→ **Work to complete**
Keeping every word and mark, copy all of the data.

→ **Recorded information**
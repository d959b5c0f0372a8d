//! The single failure type surfaced by the facade.

use std::error::Error as StdError;
use std::fmt;

use songprint_analysis::AnalysisError;
use songprint_config::ConfigError;
use songprint_format::FormatError;

/// Which stage a failure came from.
#[derive(Debug, Clone, Copy, PartialEq, Eq, Hash)]
pub enum ErrorKind {
    /// Empty or unusable input: no bytes, or too little audio for one frame.
    Input,
    /// The path could not be read.
    Io,
    /// The audio could not be decoded or resampled.
    Decode,
    /// Signature encoding or decoding failed.
    Format,
    /// An unexpected fault inside the engine.
    Internal,
}

impl fmt::Display for ErrorKind {
    fn fmt(&self, f: &mut fmt::Formatter<'_>) -> fmt::Result {
        f.write_str(match self {
            ErrorKind::Input => "input error",
            ErrorKind::Io => "I/O error",
            ErrorKind::Decode => "decode error",
            ErrorKind::Format => "format error",
            ErrorKind::Internal => "internal error",
        })
    }
}

/// A failed signature operation.
///
/// Carries a human-readable message, the [`ErrorKind`] as structured data, and
/// the originating error as [`source`](StdError::source).
#[derive(Debug, thiserror::Error)]
#[error("{kind}: {message}")]
pub struct SignatureError {
    kind: ErrorKind,
    message: String,
    #[source]
    source: Option<Box<dyn StdError + Send + Sync + 'static>>,
}

impl SignatureError {
    /// Error without an underlying cause.
    pub fn new(kind: ErrorKind, message: impl Into<String>) -> Self {
        Self {
            kind,
            message: message.into(),
            source: None,
        }
    }

    /// Error wrapping an underlying cause; the message is taken from it.
    pub fn with_source(kind: ErrorKind, source: impl StdError + Send + Sync + 'static) -> Self {
        Self {
            kind,
            message: source.to_string(),
            source: Some(Box::new(source)),
        }
    }

    /// Stage the failure came from.
    pub fn kind(&self) -> ErrorKind {
        self.kind
    }

    /// Human-readable description without the kind prefix.
    pub fn message(&self) -> &str {
        &self.message
    }
}

impl From<AnalysisError> for SignatureError {
    fn from(err: AnalysisError) -> Self {
        let kind = match err {
            AnalysisError::EmptyInput | AnalysisError::TooShort { .. } => ErrorKind::Input,
            AnalysisError::InvalidSampleRate(_)
            | AnalysisError::InvalidChannelCount(_)
            | AnalysisError::ChannelMismatch { .. } => ErrorKind::Decode,
            AnalysisError::TooLong(_) => ErrorKind::Format,
        };
        Self::with_source(kind, err)
    }
}

impl From<FormatError> for SignatureError {
    fn from(err: FormatError) -> Self {
        Self::with_source(ErrorKind::Format, err)
    }
}

impl From<songprint_io::Error> for SignatureError {
    fn from(err: songprint_io::Error) -> Self {
        let kind = match err {
            songprint_io::Error::Empty => ErrorKind::Input,
            songprint_io::Error::Io { .. } => ErrorKind::Io,
            _ => ErrorKind::Decode,
        };
        Self::with_source(kind, err)
    }
}

impl From<ConfigError> for SignatureError {
    fn from(err: ConfigError) -> Self {
        Self::with_source(ErrorKind::Input, err)
    }
}

impl From<tokio::task::JoinError> for SignatureError {
    fn from(err: tokio::task::JoinError) -> Self {
        Self::with_source(ErrorKind::Internal, err)
    }
}

impl From<serde_json::Error> for SignatureError {
    fn from(err: serde_json::Error) -> Self {
        Self::with_source(ErrorKind::Format, err)
    }
}

/// Convenience result type for facade operations.
pub type Result<T> = std::result::Result<T, SignatureError>;
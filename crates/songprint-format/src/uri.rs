//! Base64 data-uri projection of the binary container.

use base64::Engine as _;
use base64::engine::general_purpose::STANDARD;

use crate::error::Result;

/// Prefix of every signature uri.
pub const URI_PREFIX: &str = "data:audio/vnd.shazam.sig;base64,";

/// Wrap container bytes in a data uri with standard padded base64.
pub fn encode_uri(bytes: &[u8]) -> String {
    let mut uri = String::with_capacity(URI_PREFIX.len() + bytes.len().div_ceil(3) * 4);
    uri.push_str(URI_PREFIX);
    STANDARD.encode_string(bytes, &mut uri);
    uri
}

/// Recover container bytes from a data uri or a bare base64 payload.
pub fn decode_uri(uri: &str) -> Result<Vec<u8>> {
    let payload = uri.strip_prefix(URI_PREFIX).unwrap_or(uri);
    Ok(STANDARD.decode(payload.trim())?)
}

#[cfg(test)]
mod tests {
    use super::*;
    use crate::error::FormatError;

    #[test]
    fn test_prefix_and_padding() {
        let uri = encode_uri(&[0x80, 0x25, 0xFE, 0xCA, 0x01]);
        assert_eq!(uri, "data:audio/vnd.shazam.sig;base64,gCX+ygE=");
    }

    #[test]
    fn test_decode_accepts_bare_payload() {
        let bytes = vec![1, 2, 3, 4, 5, 6, 7];
        let uri = encode_uri(&bytes);
        let bare = uri.strip_prefix(URI_PREFIX).unwrap();

        assert_eq!(decode_uri(&uri).unwrap(), bytes);
        assert_eq!(decode_uri(bare).unwrap(), bytes);
    }

    #[test]
    fn test_invalid_base64_is_rejected() {
        assert!(matches!(
            decode_uri("data:audio/vnd.shazam.sig;base64,not*base64"),
            Err(FormatError::InvalidUri(_))
        ));
    }
}
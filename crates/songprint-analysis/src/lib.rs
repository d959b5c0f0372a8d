//! Songprint Analysis - the signal path from raw PCM to spectral peaks
//!
//! This crate implements the numeric half of signature generation:
//!
//! - [`resample`] - Channel downmix and polyphase rate conversion to 16 kHz `i16`
//! - [`frame`] - Overlapping 2048-sample frames with a Hann window
//! - [`fft`] - FFT wrapper and window functions
//! - [`spectrum`] - Power spectrum, magnitude quantization, and frequency bands
//! - [`peaks`] - Per-band time-frequency peak picking
//! - [`pipeline`] - The frames → spectra → peaks driver
//!
//! Every stage is deterministic: identical input produces identical peaks,
//! which is what keeps signatures reproducible bit-for-bit.
//!
//! ## Example
//!
//! ```rust
//! use songprint_analysis::{PeakConfig, extract_peaks, resample_to_analysis_rate};
//!
//! let sr = 44100;
//! let tone: Vec<f32> = (0..sr as usize)
//!     .map(|i| (0.5 * (2.0 * std::f64::consts::PI * 1000.0 * i as f64 / f64::from(sr)).sin()) as f32)
//!     .collect();
//!
//! let pcm = resample_to_analysis_rate(&tone, sr, 1).unwrap();
//! let peaks = extract_peaks(&pcm, &PeakConfig::default()).unwrap();
//! assert!(peaks.peak_count() > 0);
//! ```

pub mod error;
pub mod fft;
pub mod frame;
pub mod peaks;
pub mod pipeline;
pub mod resample;
pub mod spectrum;

/// Sample rate every signature is computed at, in Hz.
pub const ANALYSIS_SAMPLE_RATE: u32 = 16_000;

pub use error::{AnalysisError, Result};
pub use fft::{Fft, Window};
pub use frame::{FRAME_SIZE, Frame, Framer, HOP_SIZE, frame_count, windowed_sample_count};
pub use peaks::{BIN_SUBDIVISIONS, Peak, PeakConfig, PeakExtractor};
pub use pipeline::{PeakMap, extract_peaks};
pub use resample::{
    MAX_PHASES, MAX_SAMPLE_RATE, MIN_SAMPLE_RATE, Resampler, downmix, resample, resample_to_analysis_rate,
    to_pcm16,
};
pub use spectrum::{
    BIN_WIDTH_HZ, Band, MAGNITUDE_FLOOR, NUM_BINS, SpectralAnalyzer, SpectralFrame, dequantize_magnitude,
    quantize_magnitude,
};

→ **Solution for this task**
repository d959b5c0f0372a8d
//! The single failure type surfaced by the facade.

use std::error::Error as StdError;
use std::fmt;

use songprint_analysis::AnalysisError;
use songprint_config::ConfigError;
use songprint_format::FormatError;

/// Which stage a failure came from.
#[derive(Debug, Clone, Copy, PartialEq, Eq, Hash)]
pub enum ErrorKind {
    /// Empty or unusable input: no bytes, or too little audio for one frame.
    Input,
    /// The path could not be read.
    Io,
    /// The audio could not be decoded or resampled.
    Decode,
    /// Signature encoding or decoding failed.
    Format,
    /// An unexpected fault inside the engine.
    Internal,
}

impl fmt::Display for ErrorKind {
    fn fmt(&self, f: &mut fmt::Formatter<'_>) -> fmt::Result {
        f.write_str(match self {
            ErrorKind::Input => "input error",
            ErrorKind::Io => "I/O error",
            ErrorKind::Decode => "decode error",
            ErrorKind::Format => "format error",
            ErrorKind::Internal => "internal error",
        })
    }
}

/// A failed signature operation.
///
/// Carries a human-readable message, the [`ErrorKind`] as structured data, and
/// the originating error as [`source`](StdError::source).
#[derive(Debug, thiserror::Error)]
#[error("{kind}: {message}")]
pub struct SignatureError {
    kind: ErrorKind,
    message: String,
    #[source]
    source: Option<Box<dyn StdError + Send + Sync + 'static>>,
}

impl SignatureError {
    /// Error without an underlying cause.
    pub fn new(kind: ErrorKind, message: impl Into<String>) -> Self {
        Self {
            kind,
            message: message.into(),
            source: None,
        }
    }

    /// Error wrapping an underlying cause; the message is taken from it.
    pub fn with_source(kind: ErrorKind, source: impl StdError + Send + Sync + 'static) -> Self {
        Self {
            kind,
            message: source.to_string(),
            source: Some(Box::new(source)),
        }
    }

    /// Stage the failure came from.
    pub fn kind(&self) -> ErrorKind {
        self.kind
    }

    /// Human-readable description without the kind prefix.
    pub fn message(&self) -> &str {
        &self.message
    }
}

impl From<AnalysisError> for SignatureError {
    fn from(err: AnalysisError) -> Self {
        let kind = match err {
            AnalysisError::EmptyInput | AnalysisError::TooShort { .. } => ErrorKind::Input,
            AnalysisError::InvalidSampleRate(_)
            | AnalysisError::InvalidChannelCount(_)
            | AnalysisError::ChannelMismatch { .. } => ErrorKind::Decode,
            AnalysisError::TooLong(_) => ErrorKind::Format,
        };
        Self::with_source(kind, err)
    }
}

impl From<FormatError> for SignatureError {
    fn from(err: FormatError) -> Self {
        Self::with_source(ErrorKind::Format, err)
    }
}

impl From<songprint_io::Error> for SignatureError {
    fn from(err: songprint_io::Error) -> Self {
        let kind = match err {
            songprint_io::Error::Empty => ErrorKind::Input,
            songprint_io::Error::Io { .. } => ErrorKind::Io,
            _ => ErrorKind::Decode,
        };
        Self::with_source(kind, err)
    }
}

impl From<ConfigError> for SignatureError {
    fn from(err: ConfigError) -> Self {
        Self::with_source(ErrorKind::Input, err)
    }
}

impl From<tokio::task::JoinError> for SignatureError {
    fn from(err: tokio::task::JoinError) -> Self {
        Self::with_source(ErrorKind::Internal, err)
    }
}

impl From<serde_json::Error> for SignatureError {
    fn from(err: serde_json::Error) -> Self {
        Self::with_source(ErrorKind::Format, err)
    }
}

/// Convenience result type for facade operations.
pub type Result<T> = std::result::Result<T, SignatureError>;
filename crates/songprint-format/src/uri.rs
//! Base64 data-uri projection of the binary container.

use base64::Engine as _;
use base64::engine::general_purpose::STANDARD;

use crate::error::Result;

/// Prefix of every signature uri.
pub const URI_PREFIX: &str = "data:audio/vnd.shazam.sig;base64,";

/// Wrap container bytes in a data uri with standard padded base64.
pub fn encode_uri(bytes: &[u8]) -> String {
    let mut uri = String::with_capacity(URI_PREFIX.len() + bytes.len().div_ceil(3) * 4);
    uri.push_str(URI_PREFIX);
    STANDARD.encode_string(bytes, &mut uri);
    uri
}

/// Recover container bytes from a data uri or a bare base64 payload.
pub fn decode_uri(uri: &str) -> Result<Vec<u8>> {
    let payload = uri.strip_prefix(URI_PREFIX).unwrap_or(uri);
    Ok(STANDARD.decode(payload.trim())?)
}

#[cfg(test)]
mod tests {
    use super::*;
    use crate::error::FormatError;

    #[test]
    fn test_prefix_and_padding() {
        let uri = encode_uri(&[0x80, 0x25, 0xFE, 0xCA, 0x01]);
        assert_eq!(uri, "data:audio/vnd.shazam.sig;base64,gCX+ygE=");
    }

    #[test]
    fn test_decode_accepts_bare_payload() {
        let bytes = vec![1, 2, 3, 4, 5, 6, 7];
        let uri = encode_uri(&bytes);
        let bare = uri.strip_prefix(URI_PREFIX).unwrap();

        assert_eq!(decode_uri(&uri).unwrap(), bytes);
        assert_eq!(decode_uri(bare).unwrap(), bytes);
    }

    #[test]
    fn test_invalid_base64_is_rejected() {
        assert!(matches!(
            decode_uri("data:audio/vnd.shazam.sig;base64,not*base64"),
            Err(FormatError::InvalidUri(_))
        ));
    }
}
filename crates/songprint-analysis/src/lib.rs
repository d959b5c0f0372a8d
//! Songprint Analysis - the signal path from raw PCM to spectral peaks
//!
//! This crate implements the numeric half of signature generation:
//!
//! - [`resample`] - Channel downmix and polyphase rate conversion to 16 kHz `i16`
//! - [`frame`] - Overlapping 2048-sample frames with a Hann window
//! - [`fft`] - FFT wrapper and window functions
//! - [`spectrum`] - Power spectrum, magnitude quantization, and frequency bands
//! - [`peaks`] - Per-band time-frequency peak picking
//! - [`pipeline`] - The frames → spectra → peaks driver
//!
//! Every stage is deterministic: identical input produces identical peaks,
//! which is what keeps signatures reproducible bit-for-bit.
//!
//! ## Example
//!
//! ```rust
//! use songprint_analysis::{PeakConfig, extract_peaks, resample_to_analysis_rate};
//!
//! let sr = 44100;
//! let tone: Vec<f32> = (0..sr as usize)
//!     .map(|i| (0.5 * (2.0 * std::f64::consts::PI * 1000.0 * i as f64 / f64::from(sr)).sin()) as f32)
//!     .collect();
//!
//! let pcm = resample_to_analysis_rate(&tone, sr, 1).unwrap();
//! let peaks = extract_peaks(&pcm, &PeakConfig::default()).unwrap();
//! assert!(peaks.peak_count() > 0);
//! ```

pub mod error;
pub mod fft;
pub mod frame;
pub mod peaks;
pub mod pipeline;
pub mod resample;
pub mod spectrum;

/// Sample rate every signature is computed at, in Hz.
pub const ANALYSIS_SAMPLE_RATE: u32 = 16_000;

pub use error::{AnalysisError, Result};
pub use fft::{Fft, Window};
pub use frame::{FRAME_SIZE, Frame, Framer, HOP_SIZE, frame_count, windowed_sample_count};
pub use peaks::{BIN_SUBDIVISIONS, Peak, PeakConfig, PeakExtractor};
pub use pipeline::{PeakMap, extract_peaks};
pub use resample::{
    MAX_PHASES, MAX_SAMPLE_RATE, MIN_SAMPLE_RATE, Resampler, downmix, resample, resample_to_analysis_rate,
    to_pcm16,
};
pub use spectrum::{
    BIN_WIDTH_HZ, Band, MAGNITUDE_FLOOR, NUM_BINS, SpectralAnalyzer, SpectralFrame, dequantize_magnitude,
    quantize_magnitude,
};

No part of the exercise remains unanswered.